On the other hand, it is certainly true that Eureka! discovery moments do arise. So is this an acceptable justification for investment in, say, big-scale genomic approaches? This is for you to decide.
But what we're doing clearly is proposing the kinds of studies to answer the kinds of questions that require big data and expensive, extensive, and often very complex instrumentation and statistical methods to address. Inevitably and systematically, perhaps, some issues are being closed to us while others are being opened. One can argue that the narrower your training or focus the less likely you'll have one of the major moments, but in any field in any era it has always been only the very rare, lucky person who has had one. Also, without the investment, they certainly can't happen.

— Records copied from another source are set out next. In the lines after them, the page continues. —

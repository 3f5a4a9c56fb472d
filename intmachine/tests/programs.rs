// SPDX-FileCopyrightText: 2026 Eli Array Minkoff
//
// SPDX-License-Identifier: 0BSD

//! Small, well-known programs, run end to end

use intmachine::prelude::*;
use intmachine::{MachineError, NegativeAddress};

macro_rules! io_test {
    ($name: ident, $program: expr, [$($input: expr),*] => [$($output: expr),*]) => {
        #[test]
        fn $name() {
            let program = Program::parse($program).unwrap();
            assert_eq!(
                Machine::from_program(&program).run_with_inputs([$($input),*]),
                Ok(vec![$($output),*])
            );
        }
    };
}

const QUINE: &str = "109,1,204,-1,1001,100,1,100,1008,100,16,101,1006,101,0,99";

io_test!(quine, QUINE, [] => [109, 1, 204, -1, 1001, 100, 1, 100, 1008, 100, 16, 101, 1006, 101, 0, 99]);
io_test!(large_product, "1102,34915192,34915192,7,4,7,99,0", [] => [1_219_070_632_396_864]);
io_test!(large_literal, "104,1125899906842624,99", [] => [1_125_899_906_842_624]);
io_test!(positional_equals_8, "3,9,8,9,10,9,4,9,99,-1,8", [8] => [1]);
io_test!(positional_not_equal_8, "3,9,8,9,10,9,4,9,99,-1,8", [7] => [0]);
io_test!(positional_less_than_8, "3,9,7,9,10,9,4,9,99,-1,8", [5] => [1]);
io_test!(immediate_equals_8, "3,3,1108,-1,8,3,4,3,99", [8] => [1]);
io_test!(immediate_less_than_8, "3,3,1107,-1,8,3,4,3,99", [9] => [0]);
io_test!(positional_jump_zero, "3,12,6,12,15,1,13,14,13,4,13,99,-1,0,1,9", [0] => [0]);
io_test!(immediate_jump_nonzero, "3,3,1105,-1,9,1101,0,0,12,4,12,99,1", [-3] => [1]);

const COMPARE_TO_8: &str = "3,21,1008,21,8,20,1005,20,22,107,8,21,20,1006,20,31,1106,0,36,98,0,0,\
    1002,21,125,20,4,20,1105,1,46,104,999,1105,1,46,1101,1000,1,20,4,20,1105,1,46,98,99";

io_test!(compare_below, COMPARE_TO_8, [7] => [999]);
io_test!(compare_equal, COMPARE_TO_8, [8] => [1000]);
io_test!(compare_above, COMPARE_TO_8, [9] => [1001]);

#[test]
fn add_mul_final_memory() {
    let mut machine = Machine::new([1, 9, 10, 3, 2, 3, 11, 0, 99, 30, 40, 50]);
    assert_eq!(machine.run_through_inputs(empty()), Ok((vec![], State::Halted)));
    assert_eq!(machine.peek(0), Ok(3500));
    assert_eq!(machine.peek(3), Ok(70));
}

#[test]
fn self_modifying_programs() {
    let mut machine = Machine::new([1002, 4, 3, 4, 33]);
    assert_eq!(machine.run_with_inputs(empty()), Ok(vec![]));
    assert_eq!(machine.peek(4), Ok(99));

    let mut machine = Machine::new([1101, 100, -1, 4, 0]);
    assert_eq!(machine.run_with_inputs(empty()), Ok(vec![]));
    assert_eq!(machine.peek(4), Ok(99));
}

#[test]
fn memory_is_sparse() {
    // IN 1000000000000, OUT 1000000000000, OUT 999999999999
    let far = 1_000_000_000_000;
    let mut machine = Machine::new([3, far, 4, far, 4, far - 1, 99]);
    assert_eq!(machine.run_with_inputs([17]), Ok(vec![17, 0]));
    assert_eq!(machine.memory().len_primary(), 7);
    assert_eq!(machine.memory().overflow_len(), 1);
    assert_eq!(machine.peek(far), Ok(17));
    assert_eq!(machine.peek(-1), Err(NegativeAddress(-1)));
}

#[test]
fn missing_input_is_recoverable() {
    // IN 20, IN 21, ADD 20, 21, 22, OUT 22, HALT
    let mut machine = Machine::new([3, 20, 3, 21, 1, 20, 21, 22, 4, 22, 99]);
    assert_eq!(machine.run_through_inputs([20]), Ok((vec![], State::Awaiting)));
    assert_eq!(machine.program_counter(), 2);
    assert_eq!(machine.run_through_inputs(empty()), Ok((vec![], State::Awaiting)));
    assert_eq!(machine.run_through_inputs([22]), Ok((vec![42], State::Halted)));
}

#[test]
fn missing_input_from_a_queue_is_fatal() {
    let mut machine = Machine::new([3, 20, 3, 21, 1, 20, 21, 22, 4, 22, 99]);
    assert_eq!(
        machine.run_with_inputs([20]),
        Err(MachineError::InputExhausted { pc: 2 })
    );
    assert_eq!(machine.run_with_inputs([22]), Err(MachineError::Poisoned));
}

#[test]
fn program_text_round_trip() {
    let program = Program::parse(QUINE).unwrap();
    assert_eq!(program.to_string(), QUINE);
    assert_eq!(program.len(), 16);
}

Or are these correct arguments in support of the way we do things today? In the past, it was individuals slogging doggedly after a problem (Galileo, Newton, Darwin, Einstein, others) rather than big factory operations (which, to be fair, didn't really exist until fairly recently), that delivered Eureka! discoveries. Will the lone, persistent, investigator have the next transformative insight?
Nurse had substantial though we think not enormous funding. Sulston and the Human Genome project garnered enormous funding for their work. Both got Nobel prizes for their work. On the other hand, Darwin just worked in his backyard after a low-cost sailing trip round the world, Mendel in his modest garden out back of a monastery, Galileo with a cheap telescope and under house arrest.
And the real Eureka! moment? That just required Archimedes to take a bath.